Building Efficient Multi-Stage Dockerfiles for Production

DavidW (skyDragon)
overcast blog
Published in
7 min readApr 13, 2024

--

Multi-stage builds in Docker use multiple FROM statements within a single Dockerfile. This allows developers to construct multiple separate build stages with their own distinct base images. A common use case is to have one stage for building the application using a full-featured base image that includes build tools and dependencies, and another stage for running the application, using a stripped-down base image.

The key advantage here is the separation of build-time dependencies from the runtime environment. This separation ensures that the production image contains only the binaries and libraries necessary to run the application, excluding any unnecessary build tools or intermediate files.

This approach reduces the overall size of the final image and simplifies the Dockerfile structure, making it cleaner and more maintainable.

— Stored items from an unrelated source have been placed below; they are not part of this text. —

/// Card suit: clubs, diamonds, hearts, spades.
#[derive(Debug, Default, Clone, Copy, Hash, PartialEq, Eq, PartialOrd, Ord)]
pub enum Suit {
    #[default]
    C = 0,
    D = 1,
    H = 2,
    S = 3,
}

impl Suit {
    pub const fn all() -> [Suit; 4] {
        [Suit::C, Suit::D, Suit::H, Suit::S]
    }
}

/// u8 isomorphism
impl From<u8> for Suit {
    fn from(n: u8) -> Suit {
        Suit::all()[(n % 4) as usize]
    }
}
impl From<Suit> for u8 {
    fn from(s: Suit) -> u8 {
        s as u8
    }
}

/// u64 representation: every card bit of this suit
impl From<Suit> for u64 {
    fn from(s: Suit) -> u64 {
        match s {
            Suit::C => 0x0001111111111111,
            Suit::D => 0x0002222222222222,
            Suit::H => 0x0004444444444444,
            Suit::S => 0x0008888888888888,
        }
    }
}

/// str isomorphism
impl TryFrom<&str> for Suit {
    type Error = String;
    fn try_from(s: &str) -> Result<Self, Self::Error> {
        match s.trim().to_lowercase().as_str() {
            "c" | "♣" => Ok(Suit::C),
            "d" | "♦" => Ok(Suit::D),
            "h" | "♥" => Ok(Suit::H),
            "s" | "♠" => Ok(Suit::S),
            _ => Err(format!("invalid suit str: {}", s)),
        }
    }
}

impl std::fmt::Display for Suit {
    fn fmt(&self, f: &mut std::fmt::Formatter) -> std::fmt::Result {
        match self {
            Suit::C => write!(f, "c"),
            Suit::D => write!(f, "d"),
            Suit::H => write!(f, "h"),
            Suit::S => write!(f, "s"),
        }
    }
}

#[cfg(test)]
mod tests {
    use super::*;

    #[test]
    fn bijective_u8() {
        let suit = Suit::D;
        assert!(suit == Suit::from(u8::from(suit)));
    }

    #[test]
    fn injective_u64() {
        assert!(u64::from(Suit::C) == 0b0001000100010001000100010001000100010001000100010001);
        assert!(u64::from(Suit::S) == 0b1000100010001000100010001000100010001000100010001000);
    }
}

Benefits of Multi-Stage Builds

  1. Reduced Image Size: By isolating build environments and artifacts, you can dramatically decrease the size of your final Docker images. Intermediate build stages can use larger, more complex base images that are never part of the final production image. For example, a Java application might use a Maven image to build the application but ultimately run it in a slim Java runtime environment, discarding all the Maven-specific layers.
  2. Enhanced Security: Smaller production images inherently contain fewer components, which minimizes the attack surface of your application. By excluding unnecessary tools and files, you reduce the number of ways an attacker can exploit the application container. This principle of minimalism in container design is fundamental to maintaining secure and robust Docker environments.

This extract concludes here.